- Opening Delimiter -

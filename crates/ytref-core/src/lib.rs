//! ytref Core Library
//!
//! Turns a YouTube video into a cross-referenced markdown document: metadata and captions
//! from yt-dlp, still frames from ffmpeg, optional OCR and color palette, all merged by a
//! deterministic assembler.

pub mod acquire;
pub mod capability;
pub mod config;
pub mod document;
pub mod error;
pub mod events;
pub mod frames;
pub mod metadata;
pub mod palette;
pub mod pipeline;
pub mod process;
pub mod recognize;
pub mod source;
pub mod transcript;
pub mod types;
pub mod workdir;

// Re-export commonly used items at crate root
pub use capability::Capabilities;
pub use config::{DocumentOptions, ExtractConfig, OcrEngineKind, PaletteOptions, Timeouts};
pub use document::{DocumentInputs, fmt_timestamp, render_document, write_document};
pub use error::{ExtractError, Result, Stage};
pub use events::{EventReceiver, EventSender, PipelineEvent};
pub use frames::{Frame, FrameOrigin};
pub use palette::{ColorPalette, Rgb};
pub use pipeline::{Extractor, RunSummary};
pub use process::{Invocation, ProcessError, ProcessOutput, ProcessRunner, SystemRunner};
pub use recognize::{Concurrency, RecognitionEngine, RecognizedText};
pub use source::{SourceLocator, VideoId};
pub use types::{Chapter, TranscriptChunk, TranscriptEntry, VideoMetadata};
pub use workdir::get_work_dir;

- Closing Delimiter -
- Opening Delimiter -

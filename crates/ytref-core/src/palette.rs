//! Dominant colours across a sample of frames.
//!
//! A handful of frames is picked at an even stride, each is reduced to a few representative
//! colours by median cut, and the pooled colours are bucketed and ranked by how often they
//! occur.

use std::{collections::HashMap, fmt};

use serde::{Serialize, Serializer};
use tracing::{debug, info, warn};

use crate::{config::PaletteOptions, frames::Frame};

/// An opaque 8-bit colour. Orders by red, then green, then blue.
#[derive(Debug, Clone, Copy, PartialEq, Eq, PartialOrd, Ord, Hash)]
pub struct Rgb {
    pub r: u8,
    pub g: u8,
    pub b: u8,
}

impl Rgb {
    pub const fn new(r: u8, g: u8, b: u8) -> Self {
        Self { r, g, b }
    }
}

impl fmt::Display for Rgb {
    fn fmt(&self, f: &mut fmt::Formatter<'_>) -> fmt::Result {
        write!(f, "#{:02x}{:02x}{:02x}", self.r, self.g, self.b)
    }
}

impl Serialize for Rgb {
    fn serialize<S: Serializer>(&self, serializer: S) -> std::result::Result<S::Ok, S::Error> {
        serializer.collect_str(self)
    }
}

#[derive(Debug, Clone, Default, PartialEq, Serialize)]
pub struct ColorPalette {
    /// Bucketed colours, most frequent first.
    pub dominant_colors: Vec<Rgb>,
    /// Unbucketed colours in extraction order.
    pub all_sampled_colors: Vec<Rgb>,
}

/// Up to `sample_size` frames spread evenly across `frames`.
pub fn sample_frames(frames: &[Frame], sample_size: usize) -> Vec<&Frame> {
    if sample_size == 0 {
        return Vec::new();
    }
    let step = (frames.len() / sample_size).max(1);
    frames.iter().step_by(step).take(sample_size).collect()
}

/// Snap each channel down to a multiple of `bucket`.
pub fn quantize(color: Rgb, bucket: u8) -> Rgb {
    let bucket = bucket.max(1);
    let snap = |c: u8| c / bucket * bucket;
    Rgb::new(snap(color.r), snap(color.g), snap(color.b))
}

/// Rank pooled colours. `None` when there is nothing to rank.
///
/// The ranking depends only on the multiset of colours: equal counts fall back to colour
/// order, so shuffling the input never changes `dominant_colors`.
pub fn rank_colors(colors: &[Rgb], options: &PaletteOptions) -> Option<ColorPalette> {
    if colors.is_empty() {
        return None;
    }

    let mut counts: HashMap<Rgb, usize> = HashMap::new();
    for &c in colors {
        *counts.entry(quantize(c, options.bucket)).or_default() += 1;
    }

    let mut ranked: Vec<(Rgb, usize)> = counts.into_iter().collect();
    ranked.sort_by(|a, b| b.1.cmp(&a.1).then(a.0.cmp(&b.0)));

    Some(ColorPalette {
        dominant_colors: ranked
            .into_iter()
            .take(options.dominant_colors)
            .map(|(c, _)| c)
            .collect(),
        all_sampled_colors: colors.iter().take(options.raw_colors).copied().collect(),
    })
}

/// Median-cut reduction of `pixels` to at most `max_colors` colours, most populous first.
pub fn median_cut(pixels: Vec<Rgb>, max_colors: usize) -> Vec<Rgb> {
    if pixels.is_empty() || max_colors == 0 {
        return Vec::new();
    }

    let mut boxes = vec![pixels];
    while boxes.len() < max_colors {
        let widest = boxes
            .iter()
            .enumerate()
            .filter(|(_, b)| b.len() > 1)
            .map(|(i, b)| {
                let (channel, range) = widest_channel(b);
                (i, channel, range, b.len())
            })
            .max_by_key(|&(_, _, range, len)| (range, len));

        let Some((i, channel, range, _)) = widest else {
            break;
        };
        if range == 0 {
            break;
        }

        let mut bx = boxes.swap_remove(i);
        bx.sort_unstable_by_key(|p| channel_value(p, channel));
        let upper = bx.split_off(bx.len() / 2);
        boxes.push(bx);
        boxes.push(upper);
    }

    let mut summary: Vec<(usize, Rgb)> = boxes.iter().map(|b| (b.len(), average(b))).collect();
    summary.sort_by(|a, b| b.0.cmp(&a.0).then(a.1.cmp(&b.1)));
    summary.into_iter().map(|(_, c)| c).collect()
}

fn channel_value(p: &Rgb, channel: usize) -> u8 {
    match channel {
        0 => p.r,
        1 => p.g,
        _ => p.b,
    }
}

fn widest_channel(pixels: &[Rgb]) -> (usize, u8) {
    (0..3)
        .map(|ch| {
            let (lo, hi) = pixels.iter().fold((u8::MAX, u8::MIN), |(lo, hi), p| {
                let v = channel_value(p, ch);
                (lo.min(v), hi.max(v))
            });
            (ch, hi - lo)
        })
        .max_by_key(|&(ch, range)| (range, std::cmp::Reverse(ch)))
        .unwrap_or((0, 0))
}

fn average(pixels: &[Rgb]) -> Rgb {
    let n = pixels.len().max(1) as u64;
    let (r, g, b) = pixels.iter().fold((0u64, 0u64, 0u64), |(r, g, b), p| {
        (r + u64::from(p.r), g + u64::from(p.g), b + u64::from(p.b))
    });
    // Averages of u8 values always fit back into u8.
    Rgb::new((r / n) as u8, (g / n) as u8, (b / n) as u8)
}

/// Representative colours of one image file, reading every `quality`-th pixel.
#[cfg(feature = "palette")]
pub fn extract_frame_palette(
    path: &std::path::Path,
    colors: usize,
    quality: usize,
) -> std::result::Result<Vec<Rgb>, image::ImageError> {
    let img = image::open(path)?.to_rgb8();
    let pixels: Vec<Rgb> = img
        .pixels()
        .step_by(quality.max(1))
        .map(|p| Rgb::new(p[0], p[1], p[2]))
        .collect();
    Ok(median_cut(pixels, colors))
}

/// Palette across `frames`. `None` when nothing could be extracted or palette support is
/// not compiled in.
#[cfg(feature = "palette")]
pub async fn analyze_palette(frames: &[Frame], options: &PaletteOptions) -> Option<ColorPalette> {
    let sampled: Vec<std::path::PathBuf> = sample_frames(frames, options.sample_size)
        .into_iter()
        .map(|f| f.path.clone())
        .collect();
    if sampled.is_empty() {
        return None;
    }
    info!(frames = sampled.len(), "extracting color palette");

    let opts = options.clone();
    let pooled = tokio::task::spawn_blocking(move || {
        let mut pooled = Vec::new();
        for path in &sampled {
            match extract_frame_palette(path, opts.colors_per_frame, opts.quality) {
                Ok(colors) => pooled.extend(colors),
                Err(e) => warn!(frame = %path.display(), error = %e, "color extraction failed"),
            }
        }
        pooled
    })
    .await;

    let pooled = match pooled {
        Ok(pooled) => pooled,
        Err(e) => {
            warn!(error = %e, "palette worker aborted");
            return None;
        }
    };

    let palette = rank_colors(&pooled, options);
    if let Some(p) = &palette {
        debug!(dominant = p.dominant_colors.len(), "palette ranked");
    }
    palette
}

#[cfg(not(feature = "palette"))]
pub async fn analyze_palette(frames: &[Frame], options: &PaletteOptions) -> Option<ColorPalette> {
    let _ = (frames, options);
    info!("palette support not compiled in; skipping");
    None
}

- Closing Delimiter -

▶ [EXERCISE PROMPT] In the entries above, find each line with the word "counts" and show it.

▶ [ANSWER SPACE]
/// The ranking depends only on the multiset of colours: equal counts fall back to colour
    let mut counts: HashMap<Rgb, usize> = HashMap::new();
        *counts.entry(quantize(c, options.bucket)).or_default() += 1;
    let mut ranked: Vec<(Rgb, usize)> = counts.into_iter().collect();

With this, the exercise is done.